In its other opinion this week, the Court also decided an issue that many Americans consider central to their lives:  fair working conditions and standards.  The Fair Labor Standards Act makes it possible, in part, for employees to report illegal working conditions or practices without being afraid that their employers will retaliate against them.  At issue in Kasten v. ­­­Saint Gobain Performance Plastics Corp., though, was what kind of complaint qualified for protection under the Act, which referenced “fil[ing]” a complaint.  Is an oral complaint formal enough to be considered “filed”?  Or would an employee have to memorialize his complaint in writing?  And to whom would he have to complain?  To his employer?  Or to a court or government agency?

The Court majority held that a complaint could indeed be “filed” orally, using several different tools of statutory interpretation to reach that result.  It pointed out that the dictionary definitions of the word “filed” varied, but that the purpose of the Act – to protect employees with legitimate complaints – would be undermined if the Act required all complaints to be in writing.  What’s more, the agency charged with administering the FLSA regarded oral complaints as falling under the Act.  To the majority, however, the other issue – to whom the claim should be made to qualify for statutory protection – was not properly before the Court, because the issue was not raised in the lower courts.

But Justices Scalia and Thomas dissented.  Yes, they said, the question of to whom the complaint should be made is properly before this Court, and the answer is plain:  the word “filing” suggests formality, indicating that some type of legal action is involved.  Because they did not agree that a complaint to an employer merited protection under the wording of the Act, they did not discuss the issue of whether a complaint had to be in writing.

This case is of obvious interest to working Americans.  If I see something illegal going on at work, they might think, how can I let someone know?  To whom should I complain?  What do I have to do to make sure my job is protected?  The Kasten rule, allowing employees to make oral complaints to their employers (and declining to require a higher level of formality), means that FLSA protection will be available to more employees than it would have been had the dissenters’ view prevailed.

Several commentators have noted that the Court has been very friendly to employees in business cases recently.  While the Roberts Court is known for being pro-business, cases like Kasten demonstrate that the Justices are willing to do what all good judges must:  consider a case before them on the facts and the law, not on ideology.  While a large body of literature about the Court has established over the years that Justices do consider ideology and outcome when making their decisions, Kasten shows that plain old legal analysis usually leads the day.

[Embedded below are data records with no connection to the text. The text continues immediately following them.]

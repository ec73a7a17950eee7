use std::fmt;
use std::str::FromStr;

use crate::error::ConfigError;

/// 2本のフォークをどの順番で取るか
#[derive(Debug, Clone, Copy, PartialEq, Eq, Default)]
pub enum AcquirePolicy {
    /// 全員が左 → 右。全員が左を持つとデッドロックする
    LeftFirst,
    /// 番号が最大の哲学者だけ右 → 左
    #[default]
    LastReversed,
    /// 偶数番は左 → 右、奇数番は右 → 左
    Alternating,
    /// 左を取ってから右を試し、取れなければ左を置いて少し待ってやり直す
    Backoff,
}

impl AcquirePolicy {
    pub const ALL: [AcquirePolicy; 4] = [
        AcquirePolicy::LeftFirst,
        AcquirePolicy::LastReversed,
        AcquirePolicy::Alternating,
        AcquirePolicy::Backoff,
    ];

    /// index 番の哲学者 (全 count 人) が左のフォークから取るか
    pub fn left_first(&self, index: usize, count: usize) -> bool {
        match self {
            AcquirePolicy::LeftFirst | AcquirePolicy::Backoff => true,
            AcquirePolicy::LastReversed => index + 1 != count,
            AcquirePolicy::Alternating => index % 2 == 0,
        }
    }

    pub fn backs_off(&self) -> bool {
        matches!(self, AcquirePolicy::Backoff)
    }

    /// 循環待ちを起こしうるか
    pub fn may_deadlock(&self) -> bool {
        matches!(self, AcquirePolicy::LeftFirst)
    }

    pub fn name(&self) -> &'static str {
        match self {
            AcquirePolicy::LeftFirst => "left-first",
            AcquirePolicy::LastReversed => "last-reversed",
            AcquirePolicy::Alternating => "alternating",
            AcquirePolicy::Backoff => "backoff",
        }
    }
}

impl fmt::Display for AcquirePolicy {
    fn fmt(&self, f: &mut fmt::Formatter<'_>) -> fmt::Result {
        f.write_str(self.name())
    }
}

impl FromStr for AcquirePolicy {
    type Err = ConfigError;

    fn from_str(s: &str) -> Result<Self, Self::Err> {
        AcquirePolicy::ALL
            .into_iter()
            .find(|p| p.name() == s)
            .ok_or_else(|| ConfigError::UnknownPolicy(s.to_string()))
    }
}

Several of this week’s six oral arguments also addressed issues of concern to ordinary Americans, especially those who find themselves involved in the criminal justice system.  For example, in two cases, the Court considered the application of the “exclusionary rule,” or the rule that evidence which police obtain illegally cannot usually be used in court against a criminal defendant.  In another, the Court heard arguments about when the police should read a juvenile his Miranda rights.  Still another argument addressed whether a defendant who cannot pay an attorney is entitled to a court-appointed attorney if he may be sent to jail for violating an order of the court.  When the opinions in these cases come down, I’ll discuss them all . . . in Plain English.